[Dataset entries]

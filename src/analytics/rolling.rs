use crate::analytics::group::sorted_by_date;
use crate::analytics::series::{round2, PointSeries};
use crate::record::Record;

/// Trailing window width for the rolling correlation view.
const WINDOW: usize = 5;

/// Trailing average of the correlation field over the chronologically
/// sorted records.
///
/// The first `WINDOW - 1` positions are skipped, not padded, so the
/// output is shorter than the input by `WINDOW - 1`; fewer than `WINDOW`
/// records yield an empty series. Each value rounds to two decimals.
pub fn rolling_correlation(records: &[Record]) -> PointSeries {
    let sorted = sorted_by_date(records);

    let mut labels = Vec::new();
    let mut values = Vec::new();
    for i in 0..sorted.len() {
        if i + 1 < WINDOW {
            continue;
        }
        let window = &sorted[i + 1 - WINDOW..=i];
        let avg = window.iter().map(|r| r.correlation).sum::<f64>() / window.len() as f64;
        labels.push(sorted[i].date_label());
        values.push(round2(avg));
    }

    PointSeries { labels, values }
}
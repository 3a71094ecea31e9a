use crate::errors::{DashResult, DashboardError};
use crate::record::{coerce_numeric, parse_date, Record};

/// Delimiter for an uploaded file, chosen by extension the way the
/// dashboard's file picker does.
pub fn delimiter_for(file_name: &str) -> char {
    if file_name.ends_with(".tsv") {
        '\t'
    } else {
        ','
    }
}

/// Parse delimited text into records.
///
/// The first non-empty line is the header; cells are split on the
/// delimiter and trimmed. Missing or non-numeric cells coerce to their
/// field defaults. Rows whose date fails to parse are dropped with a
/// warning so downstream chronological sorts stay total.
pub fn parse_delimited(text: &str, delimiter: char) -> DashResult<Vec<Record>> {
    let mut lines = text.trim().lines();

    let header_line = lines
        .next()
        .filter(|line| !line.trim().is_empty())
        .ok_or_else(|| DashboardError::Ingest("upload has no header row".to_string()))?;
    let headers: Vec<&str> = header_line.split(delimiter).map(str::trim).collect();

    let column = |name: &str| headers.iter().position(|h| *h == name);
    let date_col = column("Date");
    let strategy_col = column("Hedge");
    let ret_col = column("Return");
    let beta_col = column("Beta");
    let corr_col = column("Correlation");
    let equity_col = column("Equity");

    let mut records = Vec::new();
    let mut dropped = 0usize;
    for line in lines {
        if line.trim().is_empty() {
            continue;
        }
        let cells: Vec<&str> = line.split(delimiter).collect();
        let cell = |col: Option<usize>| col.and_then(|i| cells.get(i).copied());

        let date = match cell(date_col).and_then(parse_date) {
            Some(date) => date,
            None => {
                dropped += 1;
                continue;
            }
        };

        records.push(Record {
            date,
            strategy: cell(strategy_col).map(str::trim).unwrap_or_default().to_string(),
            ret: coerce_numeric(cell(ret_col), 0.0),
            beta: coerce_numeric(cell(beta_col), 0.0),
            correlation: coerce_numeric(cell(corr_col), 0.0),
            equity: coerce_numeric(cell(equity_col), 100.0),
        });
    }

    if dropped > 0 {
        tracing::warn!(dropped, "rows dropped: unparseable date");
    }

    Ok(records)
}
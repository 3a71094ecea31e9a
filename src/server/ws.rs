use crate::state::AppState;
use axum::extract::ws::{Message, WebSocket};
use axum::extract::{State, WebSocketUpgrade};
use axum::response::Response;
use futures_util::{SinkExt, StreamExt};
use std::sync::Arc;

/// WebSocket upgrade handler. Clients get a summary of the current
/// dataset on connect, then a refresh event whenever an upload replaces
/// it, and refetch the views they render.
pub async fn ws_handler(
    ws: WebSocketUpgrade,
    State(state): State<Arc<AppState>>,
) -> Response {
    ws.on_upgrade(move |socket| handle_socket(socket, state))
}

async fn handle_socket(socket: WebSocket, state: Arc<AppState>) {
    let (mut sender, mut receiver) = socket.split();
    let mut rx = state.ws_tx.subscribe();

    // Send the current dataset summary
    if let Ok(json) = serde_json::to_string(&state.dataset_summary()) {
        if sender.send(Message::Text(json.into())).await.is_err() {
            return;
        }
    }

    // Forward broadcast messages to this client
    let send_task = tokio::spawn(async move {
        while let Ok(ws_msg) = rx.recv().await {
            match serde_json::to_string(&ws_msg) {
                Ok(json) => {
                    if sender.send(Message::Text(json.into())).await.is_err() {
                        break;
                    }
                }
                Err(_) => continue,
            }
        }
    });

    // Read (and discard) incoming messages; detect disconnect
    let recv_task = tokio::spawn(async move {
        while let Some(msg) = receiver.next().await {
            match msg {
                Ok(Message::Close(_)) | Err(_) => break,
                _ => {} // Ignore client messages
            }
        }
    });

    // Wait for either task to finish (client disconnected)
    tokio::select! {
        _ = send_task => {},
        _ = recv_task => {},
    }
}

= Problem requirements =
State how many lines in the records above contain the word "next". Write the number alone.

= Answer space =
2